One of the siblings, who lived in Ohio at the time, was interviewed by police. He told them about Stevie, his half brother with Down’s Syndrome, who was born in New Mexico but later moved to Oregon. This man also gave a DNA sample.

After this interview, investigators looked into birth certificates of boys named Stevie born in 1960 or 1961.


They found one they believed was their Doe and confirmed everything via DNA — I assume by the DNA given by his half brother. On June 28, 2021, the Jackson County Sheriff’s Office announced that the ‘boy in a bundle’ had been identified as 2-year-old Stevie Crawford. Like I mentioned earlier, his remains were the oldest unidentified remains in Oregon at the time. Now, after 58 years, the public finally knew his real name.


Another composite image

Steven Alexander Crawford was born on October 2, 1960 in Las Cruces, New Mexico. By 1962, the man police believe was Stevie’s biological father lived in California. Around this time, Stevie’s mom went on a trip and came home without him. She told her family they wouldn’t have to worry about him anymore.


Stevie’s mom, stepdad and the man believed to be his biological father have all died. His family still lives in New Mexico and plans to get his body moved there to be reburied.


As of August 2021, no photos of Stevie have been publically released. I will update this post if that changes.
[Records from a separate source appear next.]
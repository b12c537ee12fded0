//! Environment-driven pipeline settings.
//!
//! Every external collaborator (registry, classification service, translator,
//! embedding service, store) has an env-overridable endpoint so test runs can
//! point the pipeline at local mock servers. Credentials are read here but
//! only validated by the pipeline that actually needs them.

use std::path::PathBuf;
use std::time::Duration;

use url::Url;

use crate::stores::DEFAULT_WRITE_BATCH;
use crate::types::PipelineError;

/// Companies fetched per registry run when `FETCH_TARGET` is unset.
pub const DEFAULT_FETCH_TARGET: usize = 300;

const DEFAULT_REGISTRY_URL: &str = "https://avoindata.prh.fi/opendata-ytj-api/v3/companies";
const DEFAULT_CLASSIFICATION_URL: &str = "https://avoindata.prh.fi/opendata-ytj-api/v3/description";
const DEFAULT_TRANSLATION_URL: &str = "https://api-free.deepl.com/v2/translate";
const DEFAULT_EMBEDDING_URL: &str = "https://api.jina.ai/v1/embeddings";
const DEFAULT_EMBEDDING_MODEL: &str = "jina-embeddings-v3";
const DEFAULT_ROSTER_PATH: &str = "data/investors.json";

#[derive(Clone, Debug)]
pub struct Settings {
    pub store_url: Option<Url>,
    pub store_key: Option<String>,
    pub embedding_key: Option<String>,
    pub translation_key: Option<String>,
    pub registry_url: Url,
    pub classification_url: Url,
    pub translation_url: Url,
    pub embedding_url: Url,
    pub embedding_model: String,
    pub roster_path: PathBuf,
    pub fetch_target: usize,
    pub write_batch_size: usize,
    pub embeddings_enabled: bool,
    /// Politeness pause between registry page requests.
    pub page_pause: Duration,
    /// Pause between embedding batches, sized to the provider's per-minute ceiling.
    pub batch_pause: Duration,
}

impl Settings {
    /// Reads settings from the process environment.
    pub fn from_env() -> Result<Self, PipelineError> {
        Self::from_lookup(|name| std::env::var(name).ok())
    }

    fn from_lookup(lookup: impl Fn(&str) -> Option<String>) -> Result<Self, PipelineError> {
        Ok(Self {
            store_url: opt_url(&lookup, "STORE_URL")?,
            store_key: non_empty(lookup("STORE_SERVICE_KEY")),
            embedding_key: non_empty(lookup("EMBEDDING_API_KEY")),
            translation_key: non_empty(lookup("TRANSLATION_API_KEY")),
            registry_url: url_or(&lookup, "REGISTRY_API_URL", DEFAULT_REGISTRY_URL)?,
            classification_url: url_or(
                &lookup,
                "CLASSIFICATION_API_URL",
                DEFAULT_CLASSIFICATION_URL,
            )?,
            translation_url: url_or(&lookup, "TRANSLATION_API_URL", DEFAULT_TRANSLATION_URL)?,
            embedding_url: url_or(&lookup, "EMBEDDING_API_URL", DEFAULT_EMBEDDING_URL)?,
            embedding_model: lookup("EMBEDDING_MODEL")
                .unwrap_or_else(|| DEFAULT_EMBEDDING_MODEL.to_string()),
            roster_path: lookup("INVESTOR_ROSTER_PATH")
                .map(PathBuf::from)
                .unwrap_or_else(|| PathBuf::from(DEFAULT_ROSTER_PATH)),
            fetch_target: number_or(&lookup, "FETCH_TARGET", DEFAULT_FETCH_TARGET)?,
            write_batch_size: number_or(&lookup, "STORE_WRITE_BATCH", DEFAULT_WRITE_BATCH)?,
            embeddings_enabled: flag_or(&lookup, "EMBEDDINGS_ENABLED", true),
            page_pause: Duration::from_millis(
                number_or(&lookup, "REGISTRY_PAGE_PAUSE_MS", 500)? as u64,
            ),
            batch_pause: Duration::from_secs(
                number_or(&lookup, "EMBEDDING_BATCH_PAUSE_SECS", 60)? as u64,
            ),
        })
    }

    /// Store endpoint and credential, required by every pipeline.
    pub fn require_store(&self) -> Result<(&Url, &str), PipelineError> {
        let url = self
            .store_url
            .as_ref()
            .ok_or_else(|| missing("STORE_URL"))?;
        let key = self
            .store_key
            .as_deref()
            .ok_or_else(|| missing("STORE_SERVICE_KEY"))?;
        Ok((url, key))
    }

    pub fn require_embedding_key(&self) -> Result<&str, PipelineError> {
        self.embedding_key
            .as_deref()
            .ok_or_else(|| missing("EMBEDDING_API_KEY"))
    }

    pub fn require_translation_key(&self) -> Result<&str, PipelineError> {
        self.translation_key
            .as_deref()
            .ok_or_else(|| missing("TRANSLATION_API_KEY"))
    }
}

fn missing(name: &str) -> PipelineError {
    PipelineError::Config(format!("{name} is not set"))
}

fn non_empty(value: Option<String>) -> Option<String> {
    value.filter(|v| !v.trim().is_empty())
}

fn opt_url(
    lookup: &impl Fn(&str) -> Option<String>,
    name: &str,
) -> Result<Option<Url>, PipelineError> {
    match non_empty(lookup(name)) {
        Some(raw) => Url::parse(&raw)
            .map(Some)
            .map_err(|err| PipelineError::Config(format!("{name} is not a valid URL: {err}"))),
        None => Ok(None),
    }
}

fn url_or(
    lookup: &impl Fn(&str) -> Option<String>,
    name: &str,
    default: &str,
) -> Result<Url, PipelineError> {
    let raw = non_empty(lookup(name)).unwrap_or_else(|| default.to_string());
    Url::parse(&raw).map_err(|err| PipelineError::Config(format!("{name} is not a valid URL: {err}")))
}

fn number_or(
    lookup: &impl Fn(&str) -> Option<String>,
    name: &str,
    default: usize,
) -> Result<usize, PipelineError> {
    match non_empty(lookup(name)) {
        Some(raw) => raw
            .parse::<usize>()
            .map_err(|_| PipelineError::Config(format!("{name} must be a number, got '{raw}'"))),
        None => Ok(default),
    }
}

fn flag_or(lookup: &impl Fn(&str) -> Option<String>, name: &str, default: bool) -> bool {
    match non_empty(lookup(name)) {
        Some(raw) => raw == "1" || raw.eq_ignore_ascii_case("true"),
        None => default,
    }
}

#[cfg(test)]
mod tests {
    use super::*;
    use std::collections::HashMap;

    fn settings_from(vars: &[(&str, &str)]) -> Result<Settings, PipelineError> {
        let map: HashMap<String, String> = vars
            .iter()
            .map(|(k, v)| (k.to_string(), v.to_string()))
            .collect();
        Settings::from_lookup(|name| map.get(name).cloned())
    }

    #[test]
    fn defaults_apply_when_nothing_is_set() {
        let settings = settings_from(&[]).unwrap();
        assert!(settings.store_url.is_none());
        assert_eq!(settings.fetch_target, DEFAULT_FETCH_TARGET);
        assert_eq!(settings.write_batch_size, DEFAULT_WRITE_BATCH);
        assert!(settings.embeddings_enabled);
        assert_eq!(settings.batch_pause, Duration::from_secs(60));
        assert_eq!(settings.embedding_model, DEFAULT_EMBEDDING_MODEL);
    }

    #[test]
    fn overrides_are_read() {
        let settings = settings_from(&[
            ("STORE_URL", "http://localhost:4000"),
            ("STORE_SERVICE_KEY", "svc"),
            ("FETCH_TARGET", "25"),
            ("EMBEDDINGS_ENABLED", "false"),
            ("REGISTRY_PAGE_PAUSE_MS", "0"),
        ])
        .unwrap();

        let (url, key) = settings.require_store().unwrap();
        assert_eq!(url.as_str(), "http://localhost:4000/");
        assert_eq!(key, "svc");
        assert_eq!(settings.fetch_target, 25);
        assert!(!settings.embeddings_enabled);
        assert_eq!(settings.page_pause, Duration::ZERO);
    }

    #[test]
    fn missing_credentials_are_config_errors() {
        let settings = settings_from(&[]).unwrap();
        assert!(matches!(
            settings.require_store(),
            Err(PipelineError::Config(_))
        ));
        assert!(matches!(
            settings.require_embedding_key(),
            Err(PipelineError::Config(_))
        ));
    }

    #[test]
    fn malformed_numbers_are_rejected() {
        let result = settings_from(&[("FETCH_TARGET", "many")]);
        assert!(matches!(result, Err(PipelineError::Config(_))));
    }

    #[test]
    fn blank_values_fall_back_to_defaults() {
        let settings = settings_from(&[("STORE_SERVICE_KEY", "  "), ("FETCH_TARGET", "")]).unwrap();
        assert!(settings.store_key.is_none());
        assert_eq!(settings.fetch_target, DEFAULT_FETCH_TARGET);
    }
}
According to several articles published in June and July of 2021, there probably won’t be any charges in Stevie’s death. Sheriff’s officials agree his death is suspicious because of the way his body was disposed of, but his death could have been accidental. This case wasn’t expected to have charges brought even all the way back in 2009, when Detective Colin Fagan said:


“We are not interested in prosecuting this case. We have a responsibility to identify the unidentified remains and that’s what this case is all about.”


speculation


Stevie Crawford was wearing these shoes when his body was found.

So what happened to Stevie Crawford? Unsurprisingly, most people online think he was killed by his mom or maybe his stepdad. Some people believe his mom was unwilling or unable to care for a child with Down’s Syndrome, or that it was a mercy killing because he had some sort of health problem that she didn’t think he would survive. There’s also been speculation that his death really was accidental but was, for whatever reason, covered up.


I’ve also seen a lot of people talking about Stevie’s mom’s statement to her family — that they wouldn’t have to worry about him anymore. Just about everyone who has speculated about this case online says his family probably thought he was taken to an institution. A lengthy Reddit thread on the case includes several anecdotes from people who said this was common for people with Down’s Syndrome at the time and that people with disabilities were often dumped in these institutions and essentially forgotten about.


I’m not exactly an expert on this topic, and we don’t know any other details of what happened to Stevie. No family members have come forward to give any more information, and of course we should respect their privacy. So just keep in mind that this is all speculation, but I did want to share it to give you an idea of what might have happened.



conclusion

It’s hard to call this case “solved,” but it seems like we know all we’re going to know for now. If nothing else, I’m glad Stevie was finally identified and I hope his family is able to rebury him in the place where he was born — if they haven’t already.